Different trends of species from the fecal microbiomes of CDI, carrier, diarrhea and control participants. Linear discriminant analysis (LDA) effect size (LEfSe) is a tool to identify biomarkers from high dimensional data of two or more groups using. This tool clarifies about statistical significance and biological correlation and can identify statistically different biomarkers between groups. Identified biomarkers ranked by effect size, and only species meeting an LDA significant threshold > 3.0 and adjusted p < 0.05 were shown. Abbreviations: LDA, linear discriminant analysis; LEfSe, linear discriminant analysis effect size.

Figure 4.

Different trends of functional modules from the fecal microbiomes of CDI, carrier, diarrhea and control participants. Linear discriminant analysis (LDA) effect size (LEfSe) is a tool to identify biomarkers from high dimensional data of two or more groups using. This tool clarifies about statistical significance and biological correlation and can identify statistically different biomarkers between groups. Identified biomarkers ranked by effect size, and only KEGG modules meeting an LDA significant threshold > 2.5 and adjusted p < 0.05 were shown (a). Relative contributions for modules to microbial phylum (b, top 10) or species (c, top 10) was estimated. Abbreviations: LDA, linear discriminant analysis; LEfSe, linear discriminant analysis effect size.

Figure 5.

Different trends of antibiotic resistance gene (ARG) from the fecal microbiomes of CDI, carrier, diarrhea and control participants. LDA is a tool to identify biomarkers from high dimensional data of two or more groups using. This tool clarifies about statistical significance and biological correlation and can identify statistically different biomarkers between groups. Identified biomarkers ranked by effect size, and only taxa meeting an LDA significant threshold > 3.0 and adjusted p < 0.05 were shown (a).
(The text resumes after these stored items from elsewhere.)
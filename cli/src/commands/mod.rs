// Copyright (c) 2026 sysforge contributors
// SPDX-License-Identifier: GPL-2.0

//! Command implementations for the sysforge CLI

pub mod deploy;

pub use self::deploy::DeployCommand;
Relative contributions for ARG to microbial phylum (b, top 10) or species (c, top 10) was estimated. Abbreviations: LDA, linear discriminant analysis; ARG, antibiotic resistance gene.

Figure 6.

Network analysis from the fecal microbiomes of CDI (a), carrier (b), diarrhea (c) and control (d) participants. Each node represents species and is colored according to phylum-level taxonomy. Node size indicates relative abundance of a species, red lines indicate a positive association between nodes, and blue lines indicate a negative association between nodes. Line thickness indicates magnitude of the Spearman correlation coefficient, where thickness increases with magnitude.